Customization of the nonparametric Cohen's d-consistent effect size
One year ago, I publish a post called Nonparametric Cohen's d-consistent effect size
By Andrey Akinshin
·
2020-06-25Nonparametric Cohen's d-consistent effect size.
During this year, I got a lot of internal and external feedback from
my own statistical experiments and
people
who
tried
to use the suggested approach.
It seems that the nonparametric version of Cohen’s d works much better with real-life not-so-normal data.
While the classic Cohen’s d based on
the non-robust arithmetic mean and
the non-robust standard deviation
can be easily corrupted by a single outlier,
my approach is much more resistant to unexpected extreme values.
Also, it allows exploring
the difference between specific quantiles of considered samples,
which can be useful in the non-parametric case.
However, I wasn’t satisfied with the results of all of my experiments. While I still like the basic idea (replace the mean with the median; replace the standard deviation with the median absolute deviation), it turned out that the final results heavily depend on the used quantile estimator. To be more specific, the original Harrell-Davis quantile estimator is not always optimal; in most cases, it’s better to replace it with its trimmed modification. However, the particular choice of the quantile estimators depends on the situation. Also, the consistency constant for the median absolute deviation should be adjusted according to the current sample size and the used quantile estimator. Of course, it also can be replaced by other dispersion estimators that can be used as consistent estimators of the standard deviation.

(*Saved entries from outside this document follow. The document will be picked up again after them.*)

// Copyright 2025 John Brosnihan
//
// Licensed under the Apache License, Version 2.0 (the "License");
// you may not use this file except in compliance with the License.
// You may obtain a copy of the License at
//
//     http://www.apache.org/licenses/LICENSE-2.0
//
// Unless required by applicable law or agreed to in writing, software
// distributed under the License is distributed on an "AS IS" BASIS,
// WITHOUT WARRANTIES OR CONDITIONS OF ANY KIND, either express or implied.
// See the License for the specific language governing permissions and
// limitations under the License.
//! Simulation events and the audio collaborator
//!
//! Entity logic never calls collaborators directly. It pushes [`SimEvent`]s
//! into the tick's outbox; after the tick the simulation hands sound cues to
//! the [`AudioSink`], if one is attached. A missing or failing sink is logged
//! and skipped, so audio can never affect simulation state.

use crate::ecs::{EntityId, EntityType};
use crate::error::CollaboratorError;

/// A sound the game wants played
#[derive(Debug, Clone, PartialEq, Eq, Hash)]
pub enum SoundCue {
    /// Two solid bodies hit each other
    Collision,
    /// An actor took damage
    Hit,
    /// An actor was defeated
    Defeat,
    /// A projectile was fired
    Shoot,
    /// A level objective was reached
    Objective,
    /// Game-specific cue
    Named(String),
}

/// Discrete, fire-and-forget simulation output
#[derive(Debug, Clone, PartialEq)]
pub enum SimEvent {
    /// Play a sound
    Sound(SoundCue),
    /// An actor lost health
    Damaged {
        /// Entity that was hurt
        target: EntityId,
        /// Entity or owner responsible, if known
        source: Option<EntityId>,
        /// Health removed
        amount: f32,
        /// Health left afterwards
        remaining: f32,
    },
    /// An actor's health reached zero
    Defeated {
        /// The defeated entity
        entity: EntityId,
        /// Its type tag
        entity_type: EntityType,
    },
    /// A player entered an objective region
    ObjectiveReached {
        /// The objective entity
        objective: EntityId,
        /// The entity that reached it
        by: EntityId,
    },
    /// An entity faulted and was removed
    EntityFault {
        /// The faulted entity
        entity: EntityId,
        /// Logged cause
        reason: String,
    },
}

/// Audio playback collaborator
pub trait AudioSink {
    /// Play a cue; failures are reported, never retried
    fn play(&mut self, cue: &SoundCue) -> Result<(), CollaboratorError>;
}

/// Forward every sound cue in `events` to `sink`
///
/// Returns how many cues were played successfully. With no sink attached the
/// cues are dropped.
pub fn dispatch_sounds(events: &[SimEvent], sink: Option<&mut (dyn AudioSink + '_)>) -> usize {
    let Some(sink) = sink else {
        return 0;
    };

    let mut played = 0;
    for event in events {
        if let SimEvent::Sound(cue) = event {
            match sink.play(cue) {
                Ok(()) => played += 1,
                Err(e) => log::warn!("skipping sound {:?}: {}", cue, e),
            }
        }
    }
    played
}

In this post, I want to get a brief overview of possible customizations of the suggested metrics.
The generic equations
Let’s say we have two samples $x = \{ x_1, x_2, \ldots, x_{n_x} \}$ and $y = \{ y_1, y_2, \ldots, y_{n_y} \}$. The “classic” Cohen’s d can be defined as follows:
$$ d = \frac{\overline{y}-\overline{x}}{s} $$where $s$ is the pooled standard deviation:
$$ s = \sqrt{\frac{(n_x - 1) s^2_x + (n_y - 1) s^2_y}{n_x + n_y - 2}}. $$And here is the quantile-specific effect size suggested in the previous post:
$$ \gamma_p = \frac{Q_p(y) - Q_p(x)}{\operatorname{PMAD}_{xy}} $$where $Q_p$ is a quantile estimator of the $p^\textrm{th}$ quantile, $\operatorname{PMAD}_{xy}$ is the pooled median absolute deviation:
$$ \operatorname{PMAD}_{xy} = \sqrt{\frac{(n_x - 1) \operatorname{MAD}^2_x + (n_y - 1) \operatorname{MAD}^2_y}{n_x + n_y - 2}}, $$$\operatorname{MAD}_x$ and $\operatorname{MAD}_y$ are the median absolute deviations of $x$ and $y$:
$$ \operatorname{MAD}_x = C_{n_x} \cdot Q_{0.5}(|x_i - Q_{0.5}(x)|), \quad \operatorname{MAD}_y = C_{n_y} \cdot Q_{0.5}(|y_i - Q_{0.5}(y)|), $$$C_{n_x}$ and $C_{n_y}$ are consistency constants that makes $\operatorname{MAD}$ a consistent estimator for the standard deviation estimation.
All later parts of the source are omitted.